PROBLEM REQUIREMENTS:
Check every line of the records below for the string "struct" and copy the ones that have it.

[[ ENTRIES SHOWN open ]]

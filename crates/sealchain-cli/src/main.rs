use anyhow::Result;
use clap::{Parser, Subcommand, ValueEnum};
use reqwest::{Client, Method};
use serde::Serialize;
use serde_json::Value;
use tracing::debug;
use tracing_subscriber::{fmt, EnvFilter};

#[derive(Parser, Debug)]
#[command(name = "sealchain-cli")]
#[command(about = "CLI client for the sealchain node")]
struct Cli {
    /// Node base URL (e.g. http://127.0.0.1:8080)
    #[arg(long, global = true, default_value = "http://127.0.0.1:8080")]
    node: String,

    #[command(subcommand)]
    cmd: Command,
}

#[derive(Clone, Copy, Debug, ValueEnum, Serialize)]
#[serde(rename_all = "lowercase")]
enum Kind {
    Single,
    Multi,
    Ranked,
}

#[derive(Subcommand, Debug)]
enum Command {
    /// Create an entity with a fresh chain
    Create {
        #[arg(long)]
        title: String,
        #[arg(long, default_value = "")]
        description: String,
        #[arg(long, value_enum, default_value_t = Kind::Single)]
        kind: Kind,
        /// Comma separated candidate names
        #[arg(long, value_delimiter = ',')]
        candidates: Vec<String>,
    },
    /// List entity ids
    List,
    /// Show entity metadata
    Show { id: String },
    /// Print the full chain of an entity
    Chain { id: String },
    /// Add a transaction and mine it into a new block
    Sign {
        id: String,
        /// Transaction payload; sent as JSON when it parses, as a string otherwise
        #[arg(long)]
        transaction: String,
        /// Opaque tag stored on the block
        #[arg(long)]
        data: String,
    },
    /// Rehash and relink the whole chain
    Verify { id: String },
    /// Count the ballots recorded on the chain
    Tally { id: String },
    /// Delete an entity and its chain
    Purge { id: String },
}

#[derive(Serialize)]
struct NewEntity {
    title: String,
    description: String,
    kind: Kind,
    candidates: Vec<String>,
}

#[derive(Serialize)]
struct SignRequest {
    transaction: Value,
    data: String,
}

fn parse_transaction(raw: &str) -> Value {
    serde_json::from_str(raw).unwrap_or_else(|_| Value::String(raw.to_string()))
}

async fn send<B: Serialize>(client: &Client, method: Method, url: String, body: Option<&B>) -> Result<()> {
    debug!(%method, %url, "sending request");
    let mut req = client.request(method, url);
    if let Some(body) = body {
        req = req.json(body);
    }
    let res = req.send().await?;
    let status = res.status();
    let body = res.text().await?;
    println!("status: {}", status);
    println!("{body}");
    Ok(())
}

#[tokio::main]
async fn main() -> Result<()> {
    fmt()
        .with_env_filter(EnvFilter::from_default_env())
        .pretty()
        .init();

    let cli = Cli::parse();
    let client = Client::new();
    let node = cli.node.trim_end_matches('/');
    let none: Option<&Value> = None;

    match cli.cmd {
        Command::Create { title, description, kind, candidates } => {
            let body = NewEntity { title, description, kind, candidates };
            send(&client, Method::POST, format!("{node}/entities"), Some(&body)).await?;
        }
        Command::List => send(&client, Method::GET, format!("{node}/entities"), none).await?,
        Command::Show { id } => {
            send(&client, Method::GET, format!("{node}/entities/{id}"), none).await?
        }
        Command::Chain { id } => {
            send(&client, Method::GET, format!("{node}/entities/{id}/chain"), none).await?
        }
        Command::Sign { id, transaction, data } => {
            let body = SignRequest {
                transaction: parse_transaction(&transaction),
                data,
            };
            send(&client, Method::POST, format!("{node}/entities/{id}/sign"), Some(&body)).await?;
        }
        Command::Verify { id } => {
            send(&client, Method::GET, format!("{node}/entities/{id}/verify"), none).await?
        }
        Command::Tally { id } => {
            send(&client, Method::GET, format!("{node}/entities/{id}/tally"), none).await?
        }
        Command::Purge { id } => {
            send(&client, Method::DELETE, format!("{node}/entities/{id}"), none).await?
        }
    }
    Ok(())
}

#[cfg(test)]
mod tests {
    use super::*;
    use serde_json::json;

    #[test]
    fn transaction_json_or_string() {
        assert_eq!(parse_transaction(r#"["ann","bo"]"#), json!(["ann", "bo"]));
        assert_eq!(parse_transaction("[ann, bo]"), json!("[ann, bo]"));
        assert_eq!(parse_transaction("42"), json!(42));
    }

    #[test]
    fn create_args_parse() {
        let cli = Cli::parse_from([
            "sealchain-cli",
            "create",
            "--title",
            "Board",
            "--kind",
            "ranked",
            "--candidates",
            "ann,bo,cy",
        ]);
        match cli.cmd {
            Command::Create { title, kind, candidates, .. } => {
                assert_eq!(title, "Board");
                assert!(matches!(kind, Kind::Ranked));
                assert_eq!(candidates, vec!["ann", "bo", "cy"]);
            }
            other => panic!("unexpected command {other:?}"),
        }
        assert_eq!(cli.node, "http://127.0.0.1:8080");
    }
}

[[ ENTRIES SHOWN closed ]]

EXERCISE RESPONSE:
struct Cli {
struct NewEntity {
struct SignRequest {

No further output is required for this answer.